* **What the task asks**
Read the lines below. Copy out any that hold the string "owner".

START Records provided

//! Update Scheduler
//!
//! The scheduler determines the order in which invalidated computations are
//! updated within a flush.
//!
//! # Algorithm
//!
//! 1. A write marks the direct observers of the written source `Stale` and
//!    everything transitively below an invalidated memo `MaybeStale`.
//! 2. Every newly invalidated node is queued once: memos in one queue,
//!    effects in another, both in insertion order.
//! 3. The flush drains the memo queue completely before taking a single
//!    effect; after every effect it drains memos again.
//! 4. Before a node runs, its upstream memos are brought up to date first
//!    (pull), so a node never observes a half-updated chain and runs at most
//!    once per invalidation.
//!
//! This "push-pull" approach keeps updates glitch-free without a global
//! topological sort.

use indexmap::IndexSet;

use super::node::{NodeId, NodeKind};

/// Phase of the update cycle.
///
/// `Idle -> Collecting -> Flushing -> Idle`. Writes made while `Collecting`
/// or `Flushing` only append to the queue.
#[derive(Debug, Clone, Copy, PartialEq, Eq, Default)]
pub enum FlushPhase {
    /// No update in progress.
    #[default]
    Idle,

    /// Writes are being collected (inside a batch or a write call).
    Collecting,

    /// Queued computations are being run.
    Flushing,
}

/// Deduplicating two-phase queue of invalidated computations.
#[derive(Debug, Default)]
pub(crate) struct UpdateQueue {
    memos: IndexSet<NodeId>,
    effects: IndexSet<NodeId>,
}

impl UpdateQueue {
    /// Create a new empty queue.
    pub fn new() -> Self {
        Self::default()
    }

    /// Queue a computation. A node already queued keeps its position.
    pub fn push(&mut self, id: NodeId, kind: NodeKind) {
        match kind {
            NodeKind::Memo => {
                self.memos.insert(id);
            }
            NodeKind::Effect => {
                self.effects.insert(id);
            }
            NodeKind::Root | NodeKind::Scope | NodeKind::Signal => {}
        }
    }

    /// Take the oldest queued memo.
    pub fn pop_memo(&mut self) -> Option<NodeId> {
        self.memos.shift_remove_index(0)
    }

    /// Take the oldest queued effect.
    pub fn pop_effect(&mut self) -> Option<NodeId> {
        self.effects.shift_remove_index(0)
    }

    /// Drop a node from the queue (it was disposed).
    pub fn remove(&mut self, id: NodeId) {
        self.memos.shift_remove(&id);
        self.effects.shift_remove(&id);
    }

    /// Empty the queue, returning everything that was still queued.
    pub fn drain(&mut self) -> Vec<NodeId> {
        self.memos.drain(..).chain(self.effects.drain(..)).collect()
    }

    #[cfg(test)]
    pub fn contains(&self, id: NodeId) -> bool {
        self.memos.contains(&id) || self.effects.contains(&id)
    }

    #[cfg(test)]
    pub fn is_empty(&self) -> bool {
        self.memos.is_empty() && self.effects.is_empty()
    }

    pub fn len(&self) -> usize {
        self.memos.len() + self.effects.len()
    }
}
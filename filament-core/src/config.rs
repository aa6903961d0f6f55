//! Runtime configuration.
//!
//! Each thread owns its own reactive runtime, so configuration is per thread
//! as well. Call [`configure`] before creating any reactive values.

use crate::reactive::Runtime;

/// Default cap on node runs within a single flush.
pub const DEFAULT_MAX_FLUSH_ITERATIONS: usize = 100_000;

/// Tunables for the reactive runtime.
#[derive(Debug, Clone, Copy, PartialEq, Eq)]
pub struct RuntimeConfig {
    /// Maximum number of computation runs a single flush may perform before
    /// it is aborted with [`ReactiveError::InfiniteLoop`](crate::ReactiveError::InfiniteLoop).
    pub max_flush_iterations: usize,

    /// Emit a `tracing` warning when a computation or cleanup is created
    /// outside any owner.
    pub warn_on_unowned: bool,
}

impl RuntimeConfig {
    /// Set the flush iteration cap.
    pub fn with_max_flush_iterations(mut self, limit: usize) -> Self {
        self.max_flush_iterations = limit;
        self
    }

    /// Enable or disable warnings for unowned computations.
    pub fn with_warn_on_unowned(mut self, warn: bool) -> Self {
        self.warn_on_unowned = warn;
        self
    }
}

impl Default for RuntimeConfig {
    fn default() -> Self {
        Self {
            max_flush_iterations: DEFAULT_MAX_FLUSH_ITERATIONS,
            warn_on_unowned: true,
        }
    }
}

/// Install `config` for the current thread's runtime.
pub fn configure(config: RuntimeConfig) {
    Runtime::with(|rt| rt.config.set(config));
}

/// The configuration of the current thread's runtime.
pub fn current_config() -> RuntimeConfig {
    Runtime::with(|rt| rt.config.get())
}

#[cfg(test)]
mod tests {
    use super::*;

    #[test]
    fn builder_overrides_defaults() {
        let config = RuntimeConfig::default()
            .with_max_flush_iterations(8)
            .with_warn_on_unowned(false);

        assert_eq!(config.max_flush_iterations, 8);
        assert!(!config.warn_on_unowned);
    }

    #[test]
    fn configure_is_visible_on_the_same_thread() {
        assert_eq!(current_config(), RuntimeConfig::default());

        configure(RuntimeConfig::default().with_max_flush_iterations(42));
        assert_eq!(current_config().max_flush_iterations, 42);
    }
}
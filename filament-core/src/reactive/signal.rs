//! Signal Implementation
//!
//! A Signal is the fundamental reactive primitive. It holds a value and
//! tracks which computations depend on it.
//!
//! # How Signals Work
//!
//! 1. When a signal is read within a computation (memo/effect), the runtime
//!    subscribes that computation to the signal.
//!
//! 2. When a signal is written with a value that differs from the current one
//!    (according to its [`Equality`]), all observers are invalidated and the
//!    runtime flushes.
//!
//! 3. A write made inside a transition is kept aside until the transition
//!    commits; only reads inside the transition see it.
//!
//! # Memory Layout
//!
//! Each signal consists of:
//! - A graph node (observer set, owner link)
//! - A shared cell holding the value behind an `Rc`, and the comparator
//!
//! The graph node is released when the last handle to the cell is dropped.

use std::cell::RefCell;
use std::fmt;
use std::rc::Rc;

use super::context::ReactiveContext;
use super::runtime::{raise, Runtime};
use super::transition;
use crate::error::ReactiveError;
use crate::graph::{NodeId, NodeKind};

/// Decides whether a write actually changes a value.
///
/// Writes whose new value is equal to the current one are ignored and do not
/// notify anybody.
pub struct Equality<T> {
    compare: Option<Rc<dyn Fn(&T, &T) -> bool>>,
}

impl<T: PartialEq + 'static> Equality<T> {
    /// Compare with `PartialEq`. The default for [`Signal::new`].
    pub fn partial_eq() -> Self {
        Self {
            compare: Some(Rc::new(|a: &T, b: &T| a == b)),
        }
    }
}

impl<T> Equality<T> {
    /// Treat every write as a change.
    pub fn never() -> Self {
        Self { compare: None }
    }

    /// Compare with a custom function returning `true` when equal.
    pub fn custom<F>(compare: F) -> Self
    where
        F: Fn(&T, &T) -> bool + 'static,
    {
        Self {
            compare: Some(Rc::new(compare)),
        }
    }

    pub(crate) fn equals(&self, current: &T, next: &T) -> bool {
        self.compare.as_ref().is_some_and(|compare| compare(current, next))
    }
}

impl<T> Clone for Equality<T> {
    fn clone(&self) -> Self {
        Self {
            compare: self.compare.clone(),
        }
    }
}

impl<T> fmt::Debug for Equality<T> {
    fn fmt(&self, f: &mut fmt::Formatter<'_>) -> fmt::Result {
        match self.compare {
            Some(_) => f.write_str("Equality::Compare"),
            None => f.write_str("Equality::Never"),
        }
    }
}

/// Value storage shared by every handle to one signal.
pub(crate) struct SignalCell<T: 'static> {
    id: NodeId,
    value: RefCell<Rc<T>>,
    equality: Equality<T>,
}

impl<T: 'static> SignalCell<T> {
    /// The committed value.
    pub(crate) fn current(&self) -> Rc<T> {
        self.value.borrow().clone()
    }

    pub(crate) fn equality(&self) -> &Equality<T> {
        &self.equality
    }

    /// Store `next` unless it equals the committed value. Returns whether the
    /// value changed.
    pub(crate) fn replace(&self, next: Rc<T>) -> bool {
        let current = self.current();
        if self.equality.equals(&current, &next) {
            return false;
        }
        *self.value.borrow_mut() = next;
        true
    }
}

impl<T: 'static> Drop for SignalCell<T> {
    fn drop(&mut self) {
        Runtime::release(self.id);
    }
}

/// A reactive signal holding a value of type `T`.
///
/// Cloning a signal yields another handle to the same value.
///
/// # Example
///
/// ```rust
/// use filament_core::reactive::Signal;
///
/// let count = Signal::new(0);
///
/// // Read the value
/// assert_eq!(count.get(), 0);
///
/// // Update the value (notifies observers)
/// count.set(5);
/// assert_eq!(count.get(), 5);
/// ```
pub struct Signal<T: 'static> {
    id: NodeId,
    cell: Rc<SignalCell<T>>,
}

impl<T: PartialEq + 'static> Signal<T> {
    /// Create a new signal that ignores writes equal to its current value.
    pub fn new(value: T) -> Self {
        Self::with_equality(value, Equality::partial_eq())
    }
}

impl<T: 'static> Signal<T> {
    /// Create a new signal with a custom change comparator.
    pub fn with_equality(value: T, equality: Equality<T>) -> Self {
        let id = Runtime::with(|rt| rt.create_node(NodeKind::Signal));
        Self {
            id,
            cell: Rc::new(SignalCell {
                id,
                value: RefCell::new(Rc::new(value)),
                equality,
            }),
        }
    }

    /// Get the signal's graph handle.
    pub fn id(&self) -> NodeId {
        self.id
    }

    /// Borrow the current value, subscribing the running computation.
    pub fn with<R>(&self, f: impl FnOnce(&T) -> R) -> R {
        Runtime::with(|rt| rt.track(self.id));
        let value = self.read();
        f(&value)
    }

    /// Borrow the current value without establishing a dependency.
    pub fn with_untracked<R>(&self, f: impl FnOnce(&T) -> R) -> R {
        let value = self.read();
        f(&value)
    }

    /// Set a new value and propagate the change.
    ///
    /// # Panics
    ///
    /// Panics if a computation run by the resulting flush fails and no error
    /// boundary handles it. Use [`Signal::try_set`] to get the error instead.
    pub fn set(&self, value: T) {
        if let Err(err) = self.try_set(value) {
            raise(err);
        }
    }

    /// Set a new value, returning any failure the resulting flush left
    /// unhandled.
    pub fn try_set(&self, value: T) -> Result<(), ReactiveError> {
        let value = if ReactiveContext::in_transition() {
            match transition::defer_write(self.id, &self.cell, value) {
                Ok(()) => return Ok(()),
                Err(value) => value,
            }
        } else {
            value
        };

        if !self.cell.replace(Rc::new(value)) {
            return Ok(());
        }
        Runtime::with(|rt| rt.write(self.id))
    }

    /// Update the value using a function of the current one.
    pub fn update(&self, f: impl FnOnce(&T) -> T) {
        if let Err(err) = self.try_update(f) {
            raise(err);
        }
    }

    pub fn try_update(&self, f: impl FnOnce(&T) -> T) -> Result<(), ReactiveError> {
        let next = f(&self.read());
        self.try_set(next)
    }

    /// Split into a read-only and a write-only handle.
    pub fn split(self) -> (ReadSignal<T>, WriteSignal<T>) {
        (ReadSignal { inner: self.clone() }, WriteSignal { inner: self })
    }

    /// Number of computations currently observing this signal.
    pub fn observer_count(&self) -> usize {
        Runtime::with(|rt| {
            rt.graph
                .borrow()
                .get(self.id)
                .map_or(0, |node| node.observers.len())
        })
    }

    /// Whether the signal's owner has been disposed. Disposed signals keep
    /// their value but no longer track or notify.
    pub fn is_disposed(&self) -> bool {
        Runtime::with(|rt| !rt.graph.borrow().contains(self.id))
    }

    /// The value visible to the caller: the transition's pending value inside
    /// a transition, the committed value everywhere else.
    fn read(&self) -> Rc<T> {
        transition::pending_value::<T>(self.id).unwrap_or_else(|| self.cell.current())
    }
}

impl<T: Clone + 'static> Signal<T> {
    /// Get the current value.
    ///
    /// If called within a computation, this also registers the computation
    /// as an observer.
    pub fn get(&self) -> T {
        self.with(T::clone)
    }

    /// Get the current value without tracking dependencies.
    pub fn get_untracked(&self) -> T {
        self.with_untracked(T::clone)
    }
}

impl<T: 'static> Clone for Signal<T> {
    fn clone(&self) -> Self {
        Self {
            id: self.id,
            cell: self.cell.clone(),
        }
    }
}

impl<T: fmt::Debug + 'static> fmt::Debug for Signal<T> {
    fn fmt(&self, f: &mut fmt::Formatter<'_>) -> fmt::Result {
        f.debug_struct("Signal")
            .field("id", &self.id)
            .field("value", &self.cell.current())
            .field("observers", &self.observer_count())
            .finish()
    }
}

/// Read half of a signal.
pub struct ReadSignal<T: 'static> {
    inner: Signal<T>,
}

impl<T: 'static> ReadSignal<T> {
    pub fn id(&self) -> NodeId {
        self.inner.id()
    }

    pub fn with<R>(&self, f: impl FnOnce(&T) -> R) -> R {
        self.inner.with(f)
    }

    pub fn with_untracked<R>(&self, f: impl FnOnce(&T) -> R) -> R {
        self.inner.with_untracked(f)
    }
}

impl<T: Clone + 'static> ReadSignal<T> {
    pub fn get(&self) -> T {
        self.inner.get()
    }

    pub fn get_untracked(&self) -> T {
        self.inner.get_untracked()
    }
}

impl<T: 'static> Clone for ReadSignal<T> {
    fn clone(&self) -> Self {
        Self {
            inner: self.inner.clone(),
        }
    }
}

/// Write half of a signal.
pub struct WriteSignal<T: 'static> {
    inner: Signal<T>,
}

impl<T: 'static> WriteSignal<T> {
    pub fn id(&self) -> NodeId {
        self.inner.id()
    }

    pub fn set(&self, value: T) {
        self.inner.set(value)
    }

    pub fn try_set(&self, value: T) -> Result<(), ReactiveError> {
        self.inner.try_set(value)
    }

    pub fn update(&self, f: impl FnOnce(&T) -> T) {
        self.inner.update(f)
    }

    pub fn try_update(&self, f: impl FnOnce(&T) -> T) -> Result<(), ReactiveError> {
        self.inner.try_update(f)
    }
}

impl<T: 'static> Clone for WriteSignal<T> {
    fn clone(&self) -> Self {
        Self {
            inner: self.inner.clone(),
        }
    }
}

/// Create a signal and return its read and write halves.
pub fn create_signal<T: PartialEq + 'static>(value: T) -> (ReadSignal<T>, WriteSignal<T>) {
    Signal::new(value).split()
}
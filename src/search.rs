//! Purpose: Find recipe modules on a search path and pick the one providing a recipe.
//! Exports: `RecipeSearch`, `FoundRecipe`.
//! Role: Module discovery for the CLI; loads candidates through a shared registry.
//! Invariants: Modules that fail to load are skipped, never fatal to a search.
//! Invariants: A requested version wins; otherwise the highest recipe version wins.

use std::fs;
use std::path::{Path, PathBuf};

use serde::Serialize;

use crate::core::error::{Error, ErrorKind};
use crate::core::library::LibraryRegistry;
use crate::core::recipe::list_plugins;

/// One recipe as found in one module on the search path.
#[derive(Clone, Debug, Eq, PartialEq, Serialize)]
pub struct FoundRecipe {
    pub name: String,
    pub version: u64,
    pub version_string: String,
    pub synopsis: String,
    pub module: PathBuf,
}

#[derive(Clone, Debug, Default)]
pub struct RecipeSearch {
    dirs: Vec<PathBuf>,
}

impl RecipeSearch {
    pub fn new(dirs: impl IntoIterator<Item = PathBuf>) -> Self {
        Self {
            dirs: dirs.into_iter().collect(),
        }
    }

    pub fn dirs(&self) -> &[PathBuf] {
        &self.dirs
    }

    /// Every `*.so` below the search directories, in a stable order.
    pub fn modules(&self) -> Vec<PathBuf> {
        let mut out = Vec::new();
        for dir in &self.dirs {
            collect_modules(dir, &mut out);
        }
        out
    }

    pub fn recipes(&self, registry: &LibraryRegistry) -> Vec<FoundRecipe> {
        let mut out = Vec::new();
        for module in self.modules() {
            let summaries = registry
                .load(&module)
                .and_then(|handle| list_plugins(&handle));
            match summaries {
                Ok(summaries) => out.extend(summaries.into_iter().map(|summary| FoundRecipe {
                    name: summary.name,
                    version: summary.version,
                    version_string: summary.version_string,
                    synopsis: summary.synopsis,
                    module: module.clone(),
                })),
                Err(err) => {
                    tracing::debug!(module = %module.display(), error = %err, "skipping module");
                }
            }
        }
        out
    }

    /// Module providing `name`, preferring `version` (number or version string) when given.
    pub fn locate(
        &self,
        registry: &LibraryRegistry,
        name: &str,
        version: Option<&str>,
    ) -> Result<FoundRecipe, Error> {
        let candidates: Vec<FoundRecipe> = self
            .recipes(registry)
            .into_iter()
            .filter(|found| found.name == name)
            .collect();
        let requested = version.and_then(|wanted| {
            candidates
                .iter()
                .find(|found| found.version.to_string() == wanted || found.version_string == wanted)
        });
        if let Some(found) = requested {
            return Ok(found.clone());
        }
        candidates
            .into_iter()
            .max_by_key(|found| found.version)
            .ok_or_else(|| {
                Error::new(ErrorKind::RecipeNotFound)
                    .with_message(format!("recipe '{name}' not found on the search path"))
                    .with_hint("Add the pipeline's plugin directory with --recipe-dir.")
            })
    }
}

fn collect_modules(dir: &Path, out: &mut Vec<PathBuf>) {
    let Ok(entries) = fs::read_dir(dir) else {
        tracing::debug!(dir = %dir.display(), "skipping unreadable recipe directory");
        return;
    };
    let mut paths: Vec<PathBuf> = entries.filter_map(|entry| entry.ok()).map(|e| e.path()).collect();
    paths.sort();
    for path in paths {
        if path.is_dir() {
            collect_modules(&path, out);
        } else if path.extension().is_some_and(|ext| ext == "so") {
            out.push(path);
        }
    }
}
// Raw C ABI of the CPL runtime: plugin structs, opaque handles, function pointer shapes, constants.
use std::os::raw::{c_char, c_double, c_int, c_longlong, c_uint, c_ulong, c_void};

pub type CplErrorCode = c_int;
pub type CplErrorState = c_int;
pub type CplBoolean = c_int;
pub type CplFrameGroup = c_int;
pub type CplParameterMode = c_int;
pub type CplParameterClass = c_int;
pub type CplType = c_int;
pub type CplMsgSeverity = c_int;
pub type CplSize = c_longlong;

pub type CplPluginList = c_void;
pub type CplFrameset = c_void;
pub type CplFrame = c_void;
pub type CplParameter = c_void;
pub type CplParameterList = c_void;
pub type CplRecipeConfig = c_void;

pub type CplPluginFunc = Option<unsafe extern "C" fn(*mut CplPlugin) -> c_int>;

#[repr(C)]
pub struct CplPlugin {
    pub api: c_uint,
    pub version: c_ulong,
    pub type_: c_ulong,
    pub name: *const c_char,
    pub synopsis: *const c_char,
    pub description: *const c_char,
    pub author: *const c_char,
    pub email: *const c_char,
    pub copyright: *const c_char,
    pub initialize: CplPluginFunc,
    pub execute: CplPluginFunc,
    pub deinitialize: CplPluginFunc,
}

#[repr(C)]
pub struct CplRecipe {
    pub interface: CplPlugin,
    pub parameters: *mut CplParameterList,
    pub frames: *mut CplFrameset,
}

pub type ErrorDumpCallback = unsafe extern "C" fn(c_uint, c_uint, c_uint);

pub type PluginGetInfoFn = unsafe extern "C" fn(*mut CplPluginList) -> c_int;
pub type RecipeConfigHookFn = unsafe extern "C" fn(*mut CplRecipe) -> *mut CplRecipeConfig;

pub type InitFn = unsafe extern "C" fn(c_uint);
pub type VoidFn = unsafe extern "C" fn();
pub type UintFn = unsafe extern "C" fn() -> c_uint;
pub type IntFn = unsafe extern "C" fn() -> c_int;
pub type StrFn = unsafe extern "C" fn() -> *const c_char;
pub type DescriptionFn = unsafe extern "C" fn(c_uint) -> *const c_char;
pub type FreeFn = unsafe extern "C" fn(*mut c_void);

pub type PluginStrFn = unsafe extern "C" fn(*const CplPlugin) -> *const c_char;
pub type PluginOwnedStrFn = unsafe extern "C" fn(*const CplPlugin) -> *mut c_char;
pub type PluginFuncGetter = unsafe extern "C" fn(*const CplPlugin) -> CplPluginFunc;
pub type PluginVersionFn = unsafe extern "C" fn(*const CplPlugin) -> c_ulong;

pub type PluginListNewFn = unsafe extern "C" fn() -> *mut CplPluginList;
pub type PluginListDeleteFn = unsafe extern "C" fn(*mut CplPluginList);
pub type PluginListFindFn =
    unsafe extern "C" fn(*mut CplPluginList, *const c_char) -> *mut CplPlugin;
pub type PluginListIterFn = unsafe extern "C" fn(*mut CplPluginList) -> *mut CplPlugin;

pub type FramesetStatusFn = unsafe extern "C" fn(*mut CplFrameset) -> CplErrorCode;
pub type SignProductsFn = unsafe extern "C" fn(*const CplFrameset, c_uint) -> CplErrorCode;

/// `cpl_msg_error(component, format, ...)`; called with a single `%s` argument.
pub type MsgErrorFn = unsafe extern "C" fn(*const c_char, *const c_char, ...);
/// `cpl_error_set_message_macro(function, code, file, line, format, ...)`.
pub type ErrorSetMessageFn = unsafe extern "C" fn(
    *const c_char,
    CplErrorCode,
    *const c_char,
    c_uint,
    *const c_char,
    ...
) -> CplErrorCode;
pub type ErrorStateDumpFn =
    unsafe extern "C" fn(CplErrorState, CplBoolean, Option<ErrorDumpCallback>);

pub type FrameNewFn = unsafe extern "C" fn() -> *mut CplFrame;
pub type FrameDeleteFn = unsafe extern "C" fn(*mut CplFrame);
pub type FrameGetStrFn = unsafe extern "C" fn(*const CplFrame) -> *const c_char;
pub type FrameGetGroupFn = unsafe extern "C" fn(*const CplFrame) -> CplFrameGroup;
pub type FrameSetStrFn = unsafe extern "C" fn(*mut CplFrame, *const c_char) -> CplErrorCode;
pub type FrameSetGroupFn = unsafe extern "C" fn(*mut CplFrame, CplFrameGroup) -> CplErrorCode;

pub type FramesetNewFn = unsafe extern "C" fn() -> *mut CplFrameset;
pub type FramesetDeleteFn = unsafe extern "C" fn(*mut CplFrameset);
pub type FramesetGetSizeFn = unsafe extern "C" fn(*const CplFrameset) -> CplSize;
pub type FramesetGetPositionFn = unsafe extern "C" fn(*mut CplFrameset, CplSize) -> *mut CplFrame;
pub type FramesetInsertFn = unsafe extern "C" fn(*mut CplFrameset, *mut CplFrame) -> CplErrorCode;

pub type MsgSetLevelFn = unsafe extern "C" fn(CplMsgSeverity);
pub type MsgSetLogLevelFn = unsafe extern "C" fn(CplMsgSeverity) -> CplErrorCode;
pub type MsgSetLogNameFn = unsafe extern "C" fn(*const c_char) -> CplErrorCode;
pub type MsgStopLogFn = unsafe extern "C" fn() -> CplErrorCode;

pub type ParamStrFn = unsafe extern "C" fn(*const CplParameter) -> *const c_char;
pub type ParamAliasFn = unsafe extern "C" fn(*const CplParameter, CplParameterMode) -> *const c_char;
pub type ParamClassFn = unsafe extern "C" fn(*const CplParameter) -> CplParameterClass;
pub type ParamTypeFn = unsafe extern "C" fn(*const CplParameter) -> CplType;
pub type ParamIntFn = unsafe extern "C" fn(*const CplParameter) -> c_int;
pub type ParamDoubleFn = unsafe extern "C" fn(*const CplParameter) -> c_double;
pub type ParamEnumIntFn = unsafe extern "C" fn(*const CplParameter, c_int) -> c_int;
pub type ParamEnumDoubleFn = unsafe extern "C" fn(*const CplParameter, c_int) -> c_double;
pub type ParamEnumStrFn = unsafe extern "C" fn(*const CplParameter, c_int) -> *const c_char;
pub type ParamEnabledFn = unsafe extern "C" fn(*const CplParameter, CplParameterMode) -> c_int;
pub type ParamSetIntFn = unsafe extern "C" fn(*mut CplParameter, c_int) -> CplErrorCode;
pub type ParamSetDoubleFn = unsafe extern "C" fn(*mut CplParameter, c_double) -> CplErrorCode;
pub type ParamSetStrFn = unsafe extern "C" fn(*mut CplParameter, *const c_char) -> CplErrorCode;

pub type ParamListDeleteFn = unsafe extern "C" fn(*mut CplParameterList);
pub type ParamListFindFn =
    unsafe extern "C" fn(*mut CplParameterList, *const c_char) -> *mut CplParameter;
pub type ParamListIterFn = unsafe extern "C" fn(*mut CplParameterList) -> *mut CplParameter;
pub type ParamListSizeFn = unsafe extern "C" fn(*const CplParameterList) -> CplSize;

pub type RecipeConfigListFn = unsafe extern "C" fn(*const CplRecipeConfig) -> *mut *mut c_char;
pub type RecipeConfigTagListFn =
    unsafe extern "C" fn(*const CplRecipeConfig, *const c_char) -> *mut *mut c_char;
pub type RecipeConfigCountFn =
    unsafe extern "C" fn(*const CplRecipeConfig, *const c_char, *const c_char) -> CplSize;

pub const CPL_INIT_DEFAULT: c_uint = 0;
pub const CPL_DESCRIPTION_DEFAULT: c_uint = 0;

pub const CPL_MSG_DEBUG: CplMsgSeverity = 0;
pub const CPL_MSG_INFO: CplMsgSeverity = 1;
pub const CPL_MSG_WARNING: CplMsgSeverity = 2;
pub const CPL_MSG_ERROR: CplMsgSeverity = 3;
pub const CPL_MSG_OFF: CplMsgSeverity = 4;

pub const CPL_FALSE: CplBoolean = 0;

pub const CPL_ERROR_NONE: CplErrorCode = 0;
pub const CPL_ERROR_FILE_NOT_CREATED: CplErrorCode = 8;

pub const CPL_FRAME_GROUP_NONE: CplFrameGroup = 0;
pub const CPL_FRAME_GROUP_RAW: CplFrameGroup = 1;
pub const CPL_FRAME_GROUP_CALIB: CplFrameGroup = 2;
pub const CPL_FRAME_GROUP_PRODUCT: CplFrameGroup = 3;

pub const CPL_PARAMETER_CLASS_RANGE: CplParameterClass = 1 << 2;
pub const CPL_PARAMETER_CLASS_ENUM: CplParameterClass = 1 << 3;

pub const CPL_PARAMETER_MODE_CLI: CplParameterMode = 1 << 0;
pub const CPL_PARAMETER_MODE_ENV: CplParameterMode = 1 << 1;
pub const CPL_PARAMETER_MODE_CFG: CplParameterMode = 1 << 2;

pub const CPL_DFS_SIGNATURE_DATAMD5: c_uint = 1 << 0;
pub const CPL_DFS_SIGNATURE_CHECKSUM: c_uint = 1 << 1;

END Records provided

* **Solved exercise**
    /// outside any owner.
//! - A graph node (observer set, owner link)
    /// Whether the signal's owner has been disposed. Disposed signals keep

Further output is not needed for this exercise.